Verifying material defects in plastic casting applications is important for ensuring a good sealing surface. When there are material defects, you have insufficient conditions (such as insufficient material being poured into the model).
Lighting technology: Bright field
Bright-field lighting techniques rely on surface texture and flat terrain. Light encountering a flat, reflective surface is reflected back to the camera, creating a bright area. Rough textures or surface defects scatter light away from the camera, creating dark areas.
Tip 2: Use the appropriate wavelength for precise component positioning
For example, inspecting flipped chips and verifying the correct component orientation in PCB assembly are common machine vision applications.

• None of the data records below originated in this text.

//! Parsed form of one safety-scan response.

use serde::{Serialize, Serializer};
use serde_json::{Map, Value};

/// Decision the classifier reported for a piece of text.
#[derive(Debug, Clone, PartialEq, Eq)]
pub enum ScanAction {
    Allow,
    Block,
    /// Anything else, including a missing field. Keeps the raw value so the
    /// evaluator can report it verbatim.
    Unknown(Option<String>),
}

impl ScanAction {
    fn parse(raw: Option<&str>) -> Self {
        match raw {
            Some("allow") => Self::Allow,
            Some("block") => Self::Block,
            other => Self::Unknown(other.map(ToOwned::to_owned)),
        }
    }

    pub fn as_str(&self) -> Option<&str> {
        match self {
            Self::Allow => Some("allow"),
            Self::Block => Some("block"),
            Self::Unknown(raw) => raw.as_deref(),
        }
    }
}

/// Structured output of the safety-scanning service for one piece of text.
///
/// Parsing never fails: missing or garbled fields degrade to
/// [`ScanAction::Unknown`] / `None` and the evaluator decides what that means.
/// The raw response is kept and is what callers see as the `verdict` payload.
#[derive(Debug, Clone, PartialEq)]
pub struct ScanVerdict {
    pub action: ScanAction,
    pub category: Option<String>,
    /// Signal name → detected, in response order.
    pub detected_signals: Vec<(String, bool)>,
    raw: Value,
}

impl ScanVerdict {
    pub fn from_value(raw: Value) -> Self {
        let Some(object) = raw.as_object() else {
            return Self {
                action: ScanAction::Unknown(None),
                category: None,
                detected_signals: Vec::new(),
                raw,
            };
        };

        let action = ScanAction::parse(object.get("action").and_then(Value::as_str));
        let category = object
            .get("category")
            .and_then(Value::as_str)
            .map(ToOwned::to_owned);
        let detected_signals = detected_map(object, "prompt_detected", "promptDetected")
            .or_else(|| detected_map(object, "response_detected", "responseDetected"))
            .map(|map| {
                map.iter()
                    .map(|(name, value)| (name.clone(), value.as_bool().unwrap_or(false)))
                    .collect()
            })
            .unwrap_or_default();

        Self {
            action,
            category,
            detected_signals,
            raw,
        }
    }

    /// Verdict standing in for a 2xx body that was not JSON at all.
    pub fn unparseable(body: &str) -> Self {
        Self::from_value(Value::String(body.to_owned()))
    }

    /// `false` when the response was not a JSON object and cannot be
    /// interpreted at all.
    pub fn is_well_formed(&self) -> bool {
        self.raw.is_object()
    }

    pub fn raw(&self) -> &Value {
        &self.raw
    }

    pub fn true_signals(&self) -> impl Iterator<Item = &str> {
        self.detected_signals
            .iter()
            .filter(|(_, detected)| *detected)
            .map(|(name, _)| name.as_str())
    }
}

/// First non-empty detection map under either spelling of `key`.
fn detected_map<'a>(
    object: &'a Map<String, Value>,
    key: &str,
    alias: &str,
) -> Option<&'a Map<String, Value>> {
    object
        .get(key)
        .or_else(|| object.get(alias))
        .and_then(Value::as_object)
        .filter(|map| !map.is_empty())
}

impl Serialize for ScanVerdict {
    fn serialize<S: Serializer>(&self, serializer: S) -> Result<S::Ok, S::Error> {
        self.raw.serialize(serializer)
    }
}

Lighting technology: Bright field
To verify assembly issues, the chip orientation was illuminated using blue light wavelengths. This illumination technique relies on wavelength and coaxial illumination geometry. The blue wavelength (460 nm) effectively distinguishes silver and copper surfaces: copper absorbs blue light, resulting in a dark field, while silver reflects blue light, resulting in a bright field. Coaxial illumination geometry eliminates erroneous reflections: unwanted glare, reflections, and dark spots.
Tip 3: Use non-diffuse light to detect cracks in glass.
For example, detecting cracks in glass containers.
Lighting technology: Dark field
In this application, dark-field lighting is used to create a bright feature of interest that is easily detectable against a dark background. Light passes directly through a transparent bottle in a dark-field area. Most light penetrating a transparent object goes undetected by the camera. However, if the material is irregular, such as with cracks, some light will highlight this irregularity. In particular, scratches create an internal void where light refracts and reflects, scattering at many angles, including returning to the camera. This light transforms the hard-to-detect scratches into a bright feature against a dark background.
Tip 4: Use diffused light to test transparent packaging
For example, verifying the contents of blister packaging.
Lighting technology: continuous diffusion
Continuous diffuse lighting does not emphasize surface texture and variations in elevation. It provides a very large fixed lighting angle, allowing light to reach the object from multiple angles, thus eliminating reflections and shadows typically produced by non-directional or single light sources.
Tip 5: Use color to create contrast
A useful method for creating a high-contrast image in machine vision applications is to illuminate the object with light of a specific wavelength (color). For monochrome cameras, the wavelength of light can make features appear brighter or darker than those in color. Using a color wheel as a reference, you can choose a light of the opposite color to darken a feature, or choose light of the same color to brighten it. For example:
1. If you want to darken a feature that is red, use green light;
2. Using green light can make green features appear brighter;
3. Remember the difference between the engravings on aluminum under red and blue light.
Tip 6: Use strobe lights for fast-moving objects
When a rapidly moving object produces a blurry image, a strobe light is needed. Strobe width = field of view ÷ pixels / speed of movement.
Tip 7: Use infrared light to eliminate reflections
Machine vision systems rely on grayscale conversion in digital images. In many vision applications, ambient light introduces unwanted bright reflections, making it difficult or impossible to detect features of interest. Infrared light can solve this problem.
Tip 8: Use infrared light to eliminate color differences
Infrared light can be used to eliminate grayscale differences between colored objects. Dark objects absorb infrared wavelengths, creating uniformity, while others appear as shadows. This lighting scheme is advantageous for detecting inconsistencies in color or shadow variations.
Choosing the right lighting scheme for your machine vision system requires consideration from multiple perspectives. Selecting the best options from these tips and combining them with the characteristics of your system will surely yield better results! Lighting is a vast subject that requires gradual learning.